== Action item ==
Print every line of the data exactly as shown.

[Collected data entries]
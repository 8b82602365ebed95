//! In-process expiring cache with FIFO eviction.

use std::collections::{BTreeMap, HashMap};
use std::future::Future;
use std::hash::Hash;
use std::num::NonZeroUsize;
use std::sync::Arc;
use std::sync::atomic::{AtomicU64, Ordering};
use std::time::Duration;

use parking_lot::Mutex;
use tokio::task::JoinHandle;
use tokio::time::Instant;
use tracing::{debug, trace};

use super::CacheConfig;

/// A stored value with its deadline and insertion position. Never handed out by reference.
#[derive(Debug)]
struct CacheEntry<V> {
    value: V,
    expires_at: Instant,
    /// Position in the insertion order.
    seq: u64,
}

impl<V> CacheEntry<V> {
    #[inline]
    fn is_live(&self, now: Instant) -> bool {
        now < self.expires_at
    }
}

/// Entry map plus insertion order, guarded together by one mutex.
#[derive(Debug)]
struct Entries<K, V> {
    map: HashMap<K, CacheEntry<V>>,
    order: BTreeMap<u64, K>,
    next_seq: u64,
}

impl<K, V> Entries<K, V>
where
    K: Hash + Eq + Clone,
{
    fn new() -> Self {
        Self {
            map: HashMap::new(),
            order: BTreeMap::new(),
            next_seq: 0,
        }
    }

    fn remove(&mut self, key: &K) -> Option<CacheEntry<V>> {
        let entry = self.map.remove(key)?;
        self.order.remove(&entry.seq);
        Some(entry)
    }

    /// Drop the oldest-inserted entry.
    fn evict_oldest(&mut self) -> bool {
        match self.order.pop_first() {
            Some((_, key)) => {
                self.map.remove(&key);
                true
            }
            None => false,
        }
    }

    /// Insert `value`, returning how many entries were evicted to make room.
    fn insert(
        &mut self,
        key: K,
        value: V,
        now: Instant,
        ttl: Duration,
        max_size: Option<NonZeroUsize>,
    ) -> u64 {
        let mut evicted = 0;
        if self.remove(&key).is_none()
            && let Some(max) = max_size
        {
            while self.map.len() >= max.get() && self.evict_oldest() {
                evicted += 1;
            }
        }

        let seq = self.next_seq;
        self.next_seq += 1;
        self.order.insert(seq, key.clone());
        self.map.insert(
            key,
            CacheEntry {
                value,
                expires_at: now + ttl,
                seq,
            },
        );
        evicted
    }

    /// Live value for `key`, removing it if it has expired.
    fn live(&mut self, key: &K, now: Instant) -> Lookup<&V> {
        match self.map.get(key) {
            Some(entry) if entry.is_live(now) => {}
            Some(_) => {
                self.remove(key);
                return Lookup::Expired;
            }
            None => return Lookup::Missing,
        }
        match self.map.get(key) {
            Some(entry) => Lookup::Hit(&entry.value),
            None => Lookup::Missing,
        }
    }
}

enum Lookup<T> {
    Hit(T),
    Expired,
    Missing,
}

#[derive(Debug, Default)]
struct Counters {
    hits: AtomicU64,
    misses: AtomicU64,
    evictions: AtomicU64,
    expirations: AtomicU64,
}

/// Point-in-time copy of a cache's counters.
#[derive(Debug, Clone, Copy, Default, PartialEq, Eq)]
pub struct CacheStats {
    pub hits: u64,
    pub misses: u64,
    pub evictions: u64,
    pub expirations: u64,
}

impl CacheStats {
    /// Hit rate in `[0.0, 1.0]`.
    pub fn hit_rate(&self) -> f64 {
        let total = self.hits + self.misses;
        if total == 0 {
            0.0
        } else {
            self.hits as f64 / total as f64
        }
    }
}

/// Thread-safe key/value store with a fixed per-cache TTL.
///
/// - An entry is visible iff `now < expires_at`.
/// - Expired entries are dropped when touched (passive expiry).
/// - With a size bound, the oldest-inserted entry is evicted first.
///   Reads never change eviction order.
/// - Cloning is cheap and shares the same entries.
pub struct ExpiringCache<K, V>
where
    K: Hash + Eq + Clone + Send + Sync + 'static,
    V: Clone + Send + Sync + 'static,
{
    inner: Arc<Mutex<Entries<K, V>>>,
    counters: Arc<Counters>,
    name: Arc<str>,
    ttl: Duration,
    max_size: Option<NonZeroUsize>,
}

// Shares the entries instead of copying them
impl<K, V> Clone for ExpiringCache<K, V>
where
    K: Hash + Eq + Clone + Send + Sync + 'static,
    V: Clone + Send + Sync + 'static,
{
    fn clone(&self) -> Self {
        Self {
            inner: Arc::clone(&self.inner),
            counters: Arc::clone(&self.counters),
            name: Arc::clone(&self.name),
            ttl: self.ttl,
            max_size: self.max_size,
        }
    }
}
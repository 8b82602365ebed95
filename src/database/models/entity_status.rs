//! Status flags attached to guild entities (members, channels).

use mongodb::bson::oid::ObjectId;
use serde::{Deserialize, Serialize};

use crate::cache::{EntityId, GuildId};

/// Moderation state of an entity.
#[derive(Debug, Clone, Copy, PartialEq, Eq, Hash, Serialize, Deserialize)]
#[serde(rename_all = "snake_case")]
pub enum ModerationState {
    Jailed,
    Muted,
    Restricted,
}

/// A boolean flag or a named moderation state.
#[derive(Debug, Clone, Copy, PartialEq, Eq, Hash, Serialize, Deserialize)]
#[serde(untagged)]
pub enum EntityStatus {
    Flag(bool),
    State(ModerationState),
}

impl Default for EntityStatus {
    fn default() -> Self {
        Self::Flag(false)
    }
}

impl EntityStatus {
    /// Whether the status marks the entity at all.
    pub fn is_active(&self) -> bool {
        match self {
            Self::Flag(flag) => *flag,
            Self::State(_) => true,
        }
    }
}

impl From<bool> for EntityStatus {
    fn from(flag: bool) -> Self {
        Self::Flag(flag)
    }
}

impl From<ModerationState> for EntityStatus {
    fn from(state: ModerationState) -> Self {
        Self::State(state)
    }
}

/// Stored form of an entity status.
#[derive(Debug, Clone, Serialize, Deserialize)]
pub struct EntityStatusRecord {
    /// MongoDB document ID
    #[serde(rename = "_id", default, skip_serializing_if = "Option::is_none")]
    pub id: Option<ObjectId>,

    pub guild_id: GuildId,
    pub entity_id: EntityId,
    pub status: EntityStatus,
}

#[cfg(test)]
mod tests {
    use super::*;

    #[test]
    fn test_untagged_serde() {
        assert_eq!(serde_json::to_string(&EntityStatus::Flag(true)).unwrap(), "true");
        assert_eq!(
            serde_json::to_string(&EntityStatus::State(ModerationState::Jailed)).unwrap(),
            "\"jailed\""
        );
        let status: EntityStatus = serde_json::from_str("\"muted\"").unwrap();
        assert_eq!(status, ModerationState::Muted.into());
    }

    #[test]
    fn test_is_active() {
        assert!(!EntityStatus::default().is_active());
        assert!(EntityStatus::from(true).is_active());
        assert!(EntityStatus::from(ModerationState::Restricted).is_active());
    }
}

== Exercise output ==
repository 8b82602365ebed95
//! In-process expiring cache with FIFO eviction.

use std::collections::{BTreeMap, HashMap};
use std::future::Future;
use std::hash::Hash;
use std::num::NonZeroUsize;
use std::sync::Arc;
use std::sync::atomic::{AtomicU64, Ordering};
use std::time::Duration;

use parking_lot::Mutex;
use tokio::task::JoinHandle;
use tokio::time::Instant;
use tracing::{debug, trace};

use super::CacheConfig;

/// A stored value with its deadline and insertion position. Never handed out by reference.
#[derive(Debug)]
struct CacheEntry<V> {
    value: V,
    expires_at: Instant,
    /// Position in the insertion order.
    seq: u64,
}

impl<V> CacheEntry<V> {
    #[inline]
    fn is_live(&self, now: Instant) -> bool {
        now < self.expires_at
    }
}

/// Entry map plus insertion order, guarded together by one mutex.
#[derive(Debug)]
struct Entries<K, V> {
    map: HashMap<K, CacheEntry<V>>,
    order: BTreeMap<u64, K>,
    next_seq: u64,
}

impl<K, V> Entries<K, V>
where
    K: Hash + Eq + Clone,
{
    fn new() -> Self {
        Self {
            map: HashMap::new(),
            order: BTreeMap::new(),
            next_seq: 0,
        }
    }

    fn remove(&mut self, key: &K) -> Option<CacheEntry<V>> {
        let entry = self.map.remove(key)?;
        self.order.remove(&entry.seq);
        Some(entry)
    }

    /// Drop the oldest-inserted entry.
    fn evict_oldest(&mut self) -> bool {
        match self.order.pop_first() {
            Some((_, key)) => {
                self.map.remove(&key);
                true
            }
            None => false,
        }
    }

    /// Insert `value`, returning how many entries were evicted to make room.
    fn insert(
        &mut self,
        key: K,
        value: V,
        now: Instant,
        ttl: Duration,
        max_size: Option<NonZeroUsize>,
    ) -> u64 {
        let mut evicted = 0;
        if self.remove(&key).is_none()
            && let Some(max) = max_size
        {
            while self.map.len() >= max.get() && self.evict_oldest() {
                evicted += 1;
            }
        }

        let seq = self.next_seq;
        self.next_seq += 1;
        self.order.insert(seq, key.clone());
        self.map.insert(
            key,
            CacheEntry {
                value,
                expires_at: now + ttl,
                seq,
            },
        );
        evicted
    }

    /// Live value for `key`, removing it if it has expired.
    fn live(&mut self, key: &K, now: Instant) -> Lookup<&V> {
        match self.map.get(key) {
            Some(entry) if entry.is_live(now) => {}
            Some(_) => {
                self.remove(key);
                return Lookup::Expired;
            }
            None => return Lookup::Missing,
        }
        match self.map.get(key) {
            Some(entry) => Lookup::Hit(&entry.value),
            None => Lookup::Missing,
        }
    }
}

enum Lookup<T> {
    Hit(T),
    Expired,
    Missing,
}

#[derive(Debug, Default)]
struct Counters {
    hits: AtomicU64,
    misses: AtomicU64,
    evictions: AtomicU64,
    expirations: AtomicU64,
}

/// Point-in-time copy of a cache's counters.
#[derive(Debug, Clone, Copy, Default, PartialEq, Eq)]
pub struct CacheStats {
    pub hits: u64,
    pub misses: u64,
    pub evictions: u64,
    pub expirations: u64,
}

impl CacheStats {
    /// Hit rate in `[0.0, 1.0]`.
    pub fn hit_rate(&self) -> f64 {
        let total = self.hits + self.misses;
        if total == 0 {
            0.0
        } else {
            self.hits as f64 / total as f64
        }
    }
}

/// Thread-safe key/value store with a fixed per-cache TTL.
///
/// - An entry is visible iff `now < expires_at`.
/// - Expired entries are dropped when touched (passive expiry).
/// - With a size bound, the oldest-inserted entry is evicted first.
///   Reads never change eviction order.
/// - Cloning is cheap and shares the same entries.
pub struct ExpiringCache<K, V>
where
    K: Hash + Eq + Clone + Send + Sync + 'static,
    V: Clone + Send + Sync + 'static,
{
    inner: Arc<Mutex<Entries<K, V>>>,
    counters: Arc<Counters>,
    name: Arc<str>,
    ttl: Duration,
    max_size: Option<NonZeroUsize>,
}

// Shares the entries instead of copying them
impl<K, V> Clone for ExpiringCache<K, V>
where
    K: Hash + Eq + Clone + Send + Sync + 'static,
    V: Clone + Send + Sync + 'static,
{
    fn clone(&self) -> Self {
        Self {
            inner: Arc::clone(&self.inner),
            counters: Arc::clone(&self.counters),
            name: Arc::clone(&self.name),
            ttl: self.ttl,
            max_size: self.max_size,
        }
    }
}
repository 8b82602365ebed95
filename src/database/models/entity_status.rs
//! Status flags attached to guild entities (members, channels).

use mongodb::bson::oid::ObjectId;
use serde::{Deserialize, Serialize};

use crate::cache::{EntityId, GuildId};

/// Moderation state of an entity.
#[derive(Debug, Clone, Copy, PartialEq, Eq, Hash, Serialize, Deserialize)]
#[serde(rename_all = "snake_case")]
pub enum ModerationState {
    Jailed,
    Muted,
    Restricted,
}

/// A boolean flag or a named moderation state.
#[derive(Debug, Clone, Copy, PartialEq, Eq, Hash, Serialize, Deserialize)]
#[serde(untagged)]
pub enum EntityStatus {
    Flag(bool),
    State(ModerationState),
}

impl Default for EntityStatus {
    fn default() -> Self {
        Self::Flag(false)
    }
}

impl EntityStatus {
    /// Whether the status marks the entity at all.
    pub fn is_active(&self) -> bool {
        match self {
            Self::Flag(flag) => *flag,
            Self::State(_) => true,
        }
    }
}

impl From<bool> for EntityStatus {
    fn from(flag: bool) -> Self {
        Self::Flag(flag)
    }
}

impl From<ModerationState> for EntityStatus {
    fn from(state: ModerationState) -> Self {
        Self::State(state)
    }
}

/// Stored form of an entity status.
#[derive(Debug, Clone, Serialize, Deserialize)]
pub struct EntityStatusRecord {
    /// MongoDB document ID
    #[serde(rename = "_id", default, skip_serializing_if = "Option::is_none")]
    pub id: Option<ObjectId>,

    pub guild_id: GuildId,
    pub entity_id: EntityId,
    pub status: EntityStatus,
}

#[cfg(test)]
mod tests {
    use super::*;

    #[test]
    fn test_untagged_serde() {
        assert_eq!(serde_json::to_string(&EntityStatus::Flag(true)).unwrap(), "true");
        assert_eq!(
            serde_json::to_string(&EntityStatus::State(ModerationState::Jailed)).unwrap(),
            "\"jailed\""
        );
        let status: EntityStatus = serde_json::from_str("\"muted\"").unwrap();
        assert_eq!(status, ModerationState::Muted.into());
    }

    #[test]
    fn test_is_active() {
        assert!(!EntityStatus::default().is_active());
        assert!(EntityStatus::from(true).is_active());
        assert!(EntityStatus::from(ModerationState::Restricted).is_active());
    }
}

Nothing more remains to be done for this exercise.